* **REQUIREMENT**: Each line of the entries that contains the word "BalanceReport" adds one. Reply with the resulting number only.

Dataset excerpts
··········

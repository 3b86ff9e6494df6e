use std::collections::HashMap;

use serde::{Deserialize, Serialize};

use ledgerbook_core::{AccountNumber, LedgerError, LedgerResult, Money};

use crate::account::Account;

/// Holder and balance of one account, as reported by [`Ledger::balance_of`].
#[derive(Debug, Clone, PartialEq, Eq, Serialize, Deserialize)]
pub struct BalanceReport {
    pub holder: String,
    pub balance: Money,
}

/// Registry of accounts keyed by account number.
///
/// Owned by its caller rather than shared process-wide; a fresh `Ledger` is an
/// empty bank. Every operation resolves the account first and either applies
/// in full or leaves the ledger untouched.
#[derive(Debug, Default, Clone)]
pub struct Ledger {
    accounts: HashMap<AccountNumber, Account>,
}

impl Ledger {
    pub fn new() -> Self {
        Self::default()
    }

    /// Register a new account with `initial_deposit` as its opening balance.
    ///
    /// The opening balance is not validated.
    pub fn create_account(
        &mut self,
        number: impl Into<AccountNumber>,
        holder: impl Into<String>,
        initial_deposit: Money,
    ) -> LedgerResult<&Account> {
        let number = number.into();
        if self.accounts.contains_key(&number) {
            tracing::warn!(account = %number, "account already exists");
            return Err(LedgerError::AccountExists(number));
        }

        let account = Account::open(number.clone(), holder, initial_deposit);
        tracing::info!(
            account = %number,
            holder = account.holder(),
            balance = %initial_deposit,
            "account created"
        );
        Ok(&*self.accounts.entry(number).or_insert(account))
    }

    /// Returns the new balance.
    pub fn deposit(&mut self, number: &str, amount: Money) -> LedgerResult<Money> {
        let account = self.account_mut(number)?;
        match account.deposit(amount) {
            Ok(balance) => {
                tracing::info!(account = number, amount = %amount, balance = %balance, "deposit applied");
                Ok(balance)
            }
            Err(err) => {
                tracing::warn!(account = number, amount = %amount, error = %err, "deposit rejected");
                Err(err)
            }
        }
    }

    /// Returns the new balance. An overdraw comes back as
    /// [`LedgerError::InsufficientBalance`] with the balance unchanged.
    pub fn withdraw(&mut self, number: &str, amount: Money) -> LedgerResult<Money> {
        let account = self.account_mut(number)?;
        match account.withdraw(amount) {
            Ok(balance) => {
                tracing::info!(account = number, amount = %amount, balance = %balance, "withdrawal applied");
                Ok(balance)
            }
            Err(err) => {
                let err = LedgerError::from(err);
                tracing::warn!(account = number, amount = %amount, error = %err, "withdrawal rejected");
                Err(err)
            }
        }
    }

    pub fn balance_of(&self, number: &str) -> LedgerResult<BalanceReport> {
        let account = self.get(number).ok_or_else(|| {
            tracing::warn!(account = number, "balance query for unknown account");
            LedgerError::not_found(number)
        })?;
        tracing::debug!(account = number, balance = %account.balance(), "balance queried");
        Ok(BalanceReport {
            holder: account.holder().to_string(),
            balance: account.balance(),
        })
    }

    pub fn get(&self, number: &str) -> Option<&Account> {
        self.accounts.get(number)
    }

    pub fn contains(&self, number: &str) -> bool {
        self.accounts.contains_key(number)
    }

    /// All accounts, in no particular order.
    pub fn accounts(&self) -> impl Iterator<Item = &Account> {
        self.accounts.values()
    }

    pub fn len(&self) -> usize {
        self.accounts.len()
    }

    pub fn is_empty(&self) -> bool {
        self.accounts.is_empty()
    }

    fn account_mut(&mut self, number: &str) -> LedgerResult<&mut Account> {
        match self.accounts.get_mut(number) {
            Some(account) => Ok(account),
            None => {
                tracing::warn!(account = number, "account not found");
                Err(LedgerError::not_found(number))
            }
        }
    }
}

··········

* **FINISHED TASK**: 3